Is Serendipity the Heart of the WS-*/REST Debate?

Thanks to Technorati, I found this post by John Heintz. He’s checking out John Evdemon’se-book on SOA and has a problem with this overview:

SOA is an architectural approach to creating systems built from autonomous services. With SOA, integration becomes forethought rather than afterthought. This book introduces a set of architectural capabilities, and explores them in subsequent chapters.

To which John H. responds:

I, for one, would rather build on an architecture that promotes integration as an afterthought, so I don’t have to think about it before hand!!!

Yeah, I’d rather not have to think about integration before hand either. On the other hand, I want integration that actually works. It sounds like John H. is suggesting here that REST somehow eliminates the need to consider integration up front. It doesn’t. Consider this: if you’re building a Web 2.0 site then you are expected to expose everything in your site via APP, RSS and/or RESTful POX services. In other words, the Web 2.0 community expects you to have the forethought to enable integration. If you don’t, Marc Canter will call you out in front of Bill Gates and Tim O’Reilly.
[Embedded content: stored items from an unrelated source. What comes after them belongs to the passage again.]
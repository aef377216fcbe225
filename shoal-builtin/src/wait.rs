// This file is part of shoal, an interactive POSIX-style shell.
// Copyright (C) 2026 the shoal developers
//
// This program is free software: you can redistribute it and/or modify
// it under the terms of the GNU General Public License as published by
// the Free Software Foundation, either version 3 of the License, or
// (at your option) any later version.
//
// This program is distributed in the hope that it will be useful,
// but WITHOUT ANY WARRANTY; without even the implied warranty of
// MERCHANTABILITY or FITNESS FOR A PARTICULAR PURPOSE.  See the
// GNU General Public License for more details.
//
// You should have received a copy of the GNU General Public License
// along with this program.  If not, see <https://www.gnu.org/licenses/>.

//! The `wait` built-in

use crate::common::builtin_failure;
use shoal_env::builtin::Result;
use shoal_env::job::{id, JobState, Pid};
use shoal_env::semantics::{ExitStatus, Field};
use shoal_env::Env;

pub fn main(env: &mut Env, args: Vec<Field>) -> Result {
    if args.is_empty() {
        // Wait for every job the shell knows about.
        loop {
            let running = env
                .jobs
                .iter()
                .find(|(_, job)| job.state() == JobState::Running)
                .map(|(index, _)| index);
            match running {
                Some(index) => {
                    _ = shoal_semantics::job::wait_for_job(env, index);
                }
                None => break,
            }
        }
        env.jobs.remove_reported_done_jobs();
        return Result::new(ExitStatus::SUCCESS);
    }

    let mut status = ExitStatus::SUCCESS;
    for arg in &args {
        let index = if arg.value.starts_with('%') {
            match id::parse(&arg.value) {
                Ok(job_id) => match job_id.find(&env.jobs) {
                    Ok(index) => Some(index),
                    Err(_) => None,
                },
                Err(_) => None,
            }
        } else {
            match arg.value.parse::<i32>() {
                Ok(pid) => env.jobs.find_by_pid(Pid::from_raw(pid)),
                Err(_) => None,
            }
        };
        match index {
            Some(index) => {
                status = shoal_semantics::job::wait_for_job(env, index);
            }
            None => {
                // An unknown process yields 127, as POSIX specifies.
                let result =
                    builtin_failure(env, "wait", format_args!("{}: no such job", arg.value));
                _ = result;
                status = ExitStatus::NOT_FOUND;
            }
        }
    }
    Result::new(status)
}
This integration by afterthought approach seems to be big among RESTifarians. John H. links to a REST discussion post by Nick Gall advocating the principle of generality, “unexpected reuse” and “design for serendipity”. Money quote:

The Internet and the Web are paradigms of Serendipity-Oriented Architectures. Why? Largely because of their simple generality. It is my belief that generality is one of the major enablers of serendipity. So here I immodestly offer Gall’s General Principle of Serendipity: “Just as generality of knowledge is the key to serendipitous discovery, generality of purpose is the key to serendipitous (re)use.”

Serendipity means “the accidental discovery of something pleasant, valuable, or useful“. “Serendipitous reuse” sounds an awful lot like accidental reuse. Most enterprises have been there, done that and have nothing to show for their efforts or $$$ except the team t-shirt. Yet Tim Berners-Lee believes “Unexpected reuse is the value of the web” and Roy Fielding tells us to “Engineer for serendipity”. What gives?

First off, enterprises aren’t interested in unexpected or serendipitous reuse. They want their reuse to be systematic and predictable. The likelihood of serendipitous reuse is directly related to the number of potential reusers. But the number of potential reusers inside the enterprise is dramatically smaller than out on the public Internet. That brings the chance for serendipitous reuse inside the enterprise to nearly zero.

Second, enterprise systems aren’t exactly known for their “simple generality”. If Nick’s right that “generality of purpose is the key to serendipitous (re)use”, then enterprises might as well give up on serendipitous reuse right now. As I said last year, it’s a question of context. Context is specifics, the opposite of generality. Different business units have different business practices, different geographies have different laws, different markets have different competitors, etc. If an enterprise operates in multiple contexts – and most do - enterprise solutions have to take them into account. Those different contexts prevent you from building usable – much less reusable – general solutions.

Finally, I think the amount of serendipitous reuse in REST is overstated. If you build an app on the Facebook Platform, can you use it on MySpace? Nope. If you build an app that uses the Flickr services, will it work with Picasa Web Albums? Nope. Of course, there are exceptions – pretty much everyone supports the MetaWeblog API – but those exceptions seem few and far between to me. Furthermore, the bits that are getting reused – such as identifier, format and protocol – are infrastructure capabilities more suitable to reuse anyway. Serendipitously reusing infrastructure capabilities is much easier than serendipitously reusing business capabilities, REST or not.

The problems that stand in the way of reuse aren’t technology ones. Furthermore, the reuse problems face by enterprises are very different than ones faced by Web 2.0 companies. REST is a great approach, but it isn’t a one-size-fits-all technology solution that magically relegates integration and reuse to “afterthought” status. Serendipity is nice, when it happens. However, by definition it’s not something you can depend on.